Stored data entries:
>>>

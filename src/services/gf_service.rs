// src/services/gf_service.rs
use crate::{
    error::{map_delete_error, AppError, AppResult},
    models::gf::{CreateGfPayload, Gf, UpdateGfPayload},
    services::reference_service::{self, Table},
};
use sqlx::SqlitePool;

pub async fn find_all_gfs(db_pool: &SqlitePool) -> AppResult<Vec<Gf>> {
    let gfs = sqlx::query_as::<_, Gf>("SELECT * FROM gfs ORDER BY id ASC")
        .fetch_all(db_pool)
        .await?;
    tracing::debug!("Encontrados {} GFs.", gfs.len());
    Ok(gfs)
}

pub async fn get_gf(db_pool: &SqlitePool, id: i64) -> AppResult<Gf> {
    sqlx::query_as::<_, Gf>("SELECT * FROM gfs WHERE id = ?1")
        .bind(id)
        .fetch_optional(db_pool)
        .await?
        .ok_or_else(|| AppError::NotFound("GF não encontrado.".to_string()))
}

pub async fn create_gf(db_pool: &SqlitePool, payload: CreateGfPayload) -> AppResult<Gf> {
    reference_service::ensure_references(db_pool, &[("userId", Table::Users, payload.user_id)])
        .await?;

    let gf = sqlx::query_as::<_, Gf>(
        "INSERT INTO gfs (name, user_id) VALUES (?1, ?2) RETURNING *",
    )
    .bind(&payload.name)
    .bind(payload.user_id)
    .fetch_one(db_pool)
    .await?;

    tracing::info!("✅ GF {} criado para user {}.", gf.id, gf.user_id);
    Ok(gf)
}

pub async fn update_gf(db_pool: &SqlitePool, id: i64, changes: UpdateGfPayload) -> AppResult<Gf> {
    let mut gf = get_gf(db_pool, id).await?;
    gf.apply(changes);
    reference_service::ensure_references(db_pool, &[("userId", Table::Users, gf.user_id)]).await?;

    let gf = sqlx::query_as::<_, Gf>(
        r#"
        UPDATE gfs SET name = ?1, user_id = ?2, updated_at = CURRENT_TIMESTAMP
        WHERE id = ?3
        RETURNING *
        "#,
    )
    .bind(&gf.name)
    .bind(gf.user_id)
    .bind(id)
    .fetch_one(db_pool)
    .await?;
    Ok(gf)
}

pub async fn delete_gf(db_pool: &SqlitePool, id: i64) -> AppResult<()> {
    get_gf(db_pool, id).await?;
    sqlx::query("DELETE FROM gfs WHERE id = ?1")
        .bind(id)
        .execute(db_pool)
        .await
        .map_err(|e| map_delete_error(e, "O GF"))?;
    Ok(())
}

<<<

YOUR TASK: How many lines of the entries above contain the word "await"? Give the number alone.

ANSWER TO THIS EXERCISE: 9